* _WORK ITEM_
Could you return every record below exactly as it is written?

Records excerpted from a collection
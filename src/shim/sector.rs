// Copyright 2019-2026 ChainSafe Systems
// SPDX-License-Identifier: Apache-2.0, MIT

use std::fmt;

use anyhow::{anyhow, bail};
use fil_actors_shared::fvm_ipld_bitfield::BitField;
pub use fvm_shared4::sector::{
    PoStProof, RegisteredPoStProof, RegisteredSealProof, SectorID, SectorInfo, SectorNumber,
};
use serde::{Deserialize, Serialize};

/// Returns the seal proof type that sectors proven with the given Window PoSt
/// proof type were sealed with.
pub fn seal_proof_for_window_post(
    proof: RegisteredPoStProof,
) -> anyhow::Result<RegisteredSealProof> {
    use RegisteredPoStProof as PoSt;
    use RegisteredSealProof as Seal;
    match proof {
        PoSt::StackedDRGWinning2KiBV1 => Ok(Seal::StackedDRG2KiBV1),
        PoSt::StackedDRGWinning8MiBV1 => Ok(Seal::StackedDRG8MiBV1),
        PoSt::StackedDRGWinning512MiBV1 => {
            Ok(Seal::StackedDRG512MiBV1)
        }
        PoSt::StackedDRGWinning32GiBV1 => {
            Ok(Seal::StackedDRG32GiBV1)
        }
        PoSt::StackedDRGWinning64GiBV1 => {
            Ok(Seal::StackedDRG64GiBV1)
        }
        PoSt::StackedDRGWindow2KiBV1P1 => Ok(Seal::StackedDRG2KiBV1P1),
        PoSt::StackedDRGWindow8MiBV1P1 => Ok(Seal::StackedDRG8MiBV1P1),
        PoSt::StackedDRGWindow512MiBV1P1 => Ok(Seal::StackedDRG512MiBV1P1),
        PoSt::StackedDRGWindow32GiBV1P1 => Ok(Seal::StackedDRG32GiBV1P1),
        PoSt::StackedDRGWindow64GiBV1P1 => Ok(Seal::StackedDRG64GiBV1P1),
        other => bail!("unsupported mapping from {other:?} to a seal proof type"),
    }
}

/// A set of sector numbers backed by an RLE+ [`BitField`].
///
/// All set algebra happens on the bitfield; the numbers are only expanded when
/// iterated. The set is never mutated in place, every operation returns a new
/// set.
///
/// # Examples
/// ```
/// # use forest_wdpost::shim::sector::SectorSet;
/// let a = SectorSet::try_from_numbers([1, 2, 3]).unwrap();
/// let b = SectorSet::try_from_numbers([2]).unwrap();
///
/// assert_eq!(a.subtract(&b).iter().collect::<Vec<_>>(), vec![1, 3]);
/// assert_eq!(a.union(&b).count(), 3);
/// ```
#[derive(Clone, Default, Serialize, Deserialize, derive_more::From, derive_more::Into)]
#[serde(transparent)]
pub struct SectorSet(BitField);

impl SectorSet {
    pub fn new() -> Self {
        Self::default()
    }

    pub fn try_from_numbers(
        numbers: impl IntoIterator<Item = SectorNumber>,
    ) -> anyhow::Result<Self> {
        BitField::try_from_bits(numbers)
            .map(Self)
            .map_err(|e| anyhow!("sector number out of range: {e}"))
    }

    pub fn union(&self, other: &SectorSet) -> SectorSet {
        match (self.is_empty(), other.is_empty()) {
            (true, _) => other.clone(),
            (_, true) => self.clone(),
            _ => Self(&self.0 | &other.0),
        }
    }

    pub fn subtract(&self, other: &SectorSet) -> SectorSet {
        if self.is_empty() || other.is_empty() {
            return self.clone();
        }
        Self(&self.0 - &other.0)
    }

    pub fn intersect(&self, other: &SectorSet) -> SectorSet {
        if self.is_empty() || other.is_empty() {
            return Self::new();
        }
        Self(&self.0 & &other.0)
    }

    pub fn contains(&self, number: SectorNumber) -> bool {
        self.0.get(number)
    }

    pub fn count(&self) -> u64 {
        self.0.len()
    }

    pub fn is_empty(&self) -> bool {
        self.0.is_empty()
    }

    /// Iterates the sector numbers in ascending order.
    pub fn iter(&self) -> impl Iterator<Item = SectorNumber> + '_ {
        self.0.iter()
    }
}

impl PartialEq for SectorSet {
    fn eq(&self, other: &Self) -> bool {
        self.iter().eq(other.iter())
    }
}

impl Eq for SectorSet {}

impl fmt::Debug for SectorSet {
    fn fmt(&self, f: &mut fmt::Formatter<'_>) -> fmt::Result {
        f.debug_set().entries(self.iter()).finish()
    }
}

#[cfg(test)]
impl quickcheck::Arbitrary for SectorSet {
    fn arbitrary(g: &mut quickcheck::Gen) -> Self {
        let numbers = Vec::<u16>::arbitrary(g);
        Self::try_from_numbers(numbers.into_iter().map(u64::from))
            .expect("u16 sector numbers are always in range")
    }
}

* _RESPONSE FOR THIS EXERCISE_
filename src/shim/sector.rs
// Copyright 2019-2026 ChainSafe Systems
// SPDX-License-Identifier: Apache-2.0, MIT

use std::fmt;

use anyhow::{anyhow, bail};
use fil_actors_shared::fvm_ipld_bitfield::BitField;
pub use fvm_shared4::sector::{
    PoStProof, RegisteredPoStProof, RegisteredSealProof, SectorID, SectorInfo, SectorNumber,
};
use serde::{Deserialize, Serialize};

/// Returns the seal proof type that sectors proven with the given Window PoSt
/// proof type were sealed with.
pub fn seal_proof_for_window_post(
    proof: RegisteredPoStProof,
) -> anyhow::Result<RegisteredSealProof> {
    use RegisteredPoStProof as PoSt;
    use RegisteredSealProof as Seal;
    match proof {
        PoSt::StackedDRGWinning2KiBV1 => Ok(Seal::StackedDRG2KiBV1),
        PoSt::StackedDRGWinning8MiBV1 => Ok(Seal::StackedDRG8MiBV1),
        PoSt::StackedDRGWinning512MiBV1 => {
            Ok(Seal::StackedDRG512MiBV1)
        }
        PoSt::StackedDRGWinning32GiBV1 => {
            Ok(Seal::StackedDRG32GiBV1)
        }
        PoSt::StackedDRGWinning64GiBV1 => {
            Ok(Seal::StackedDRG64GiBV1)
        }
        PoSt::StackedDRGWindow2KiBV1P1 => Ok(Seal::StackedDRG2KiBV1P1),
        PoSt::StackedDRGWindow8MiBV1P1 => Ok(Seal::StackedDRG8MiBV1P1),
        PoSt::StackedDRGWindow512MiBV1P1 => Ok(Seal::StackedDRG512MiBV1P1),
        PoSt::StackedDRGWindow32GiBV1P1 => Ok(Seal::StackedDRG32GiBV1P1),
        PoSt::StackedDRGWindow64GiBV1P1 => Ok(Seal::StackedDRG64GiBV1P1),
        other => bail!("unsupported mapping from {other:?} to a seal proof type"),
    }
}

/// A set of sector numbers backed by an RLE+ [`BitField`].
///
/// All set algebra happens on the bitfield; the numbers are only expanded when
/// iterated. The set is never mutated in place, every operation returns a new
/// set.
///
/// # Examples
/// ```
/// # use forest_wdpost::shim::sector::SectorSet;
/// let a = SectorSet::try_from_numbers([1, 2, 3]).unwrap();
/// let b = SectorSet::try_from_numbers([2]).unwrap();
///
/// assert_eq!(a.subtract(&b).iter().collect::<Vec<_>>(), vec![1, 3]);
/// assert_eq!(a.union(&b).count(), 3);
/// ```
#[derive(Clone, Default, Serialize, Deserialize, derive_more::From, derive_more::Into)]
#[serde(transparent)]
pub struct SectorSet(BitField);

impl SectorSet {
    pub fn new() -> Self {
        Self::default()
    }

    pub fn try_from_numbers(
        numbers: impl IntoIterator<Item = SectorNumber>,
    ) -> anyhow::Result<Self> {
        BitField::try_from_bits(numbers)
            .map(Self)
            .map_err(|e| anyhow!("sector number out of range: {e}"))
    }

    pub fn union(&self, other: &SectorSet) -> SectorSet {
        match (self.is_empty(), other.is_empty()) {
            (true, _) => other.clone(),
            (_, true) => self.clone(),
            _ => Self(&self.0 | &other.0),
        }
    }

    pub fn subtract(&self, other: &SectorSet) -> SectorSet {
        if self.is_empty() || other.is_empty() {
            return self.clone();
        }
        Self(&self.0 - &other.0)
    }

    pub fn intersect(&self, other: &SectorSet) -> SectorSet {
        if self.is_empty() || other.is_empty() {
            return Self::new();
        }
        Self(&self.0 & &other.0)
    }

    pub fn contains(&self, number: SectorNumber) -> bool {
        self.0.get(number)
    }

    pub fn count(&self) -> u64 {
        self.0.len()
    }

    pub fn is_empty(&self) -> bool {
        self.0.is_empty()
    }

    /// Iterates the sector numbers in ascending order.
    pub fn iter(&self) -> impl Iterator<Item = SectorNumber> + '_ {
        self.0.iter()
    }
}

impl PartialEq for SectorSet {
    fn eq(&self, other: &Self) -> bool {
        self.iter().eq(other.iter())
    }
}

impl Eq for SectorSet {}

impl fmt::Debug for SectorSet {
    fn fmt(&self, f: &mut fmt::Formatter<'_>) -> fmt::Result {
        f.debug_set().entries(self.iter()).finish()
    }
}

#[cfg(test)]
impl quickcheck::Arbitrary for SectorSet {
    fn arbitrary(g: &mut quickcheck::Gen) -> Self {
        let numbers = Vec::<u16>::arbitrary(g);
        Self::try_from_numbers(numbers.into_iter().map(u64::from))
            .expect("u16 sector numbers are always in range")
    }
}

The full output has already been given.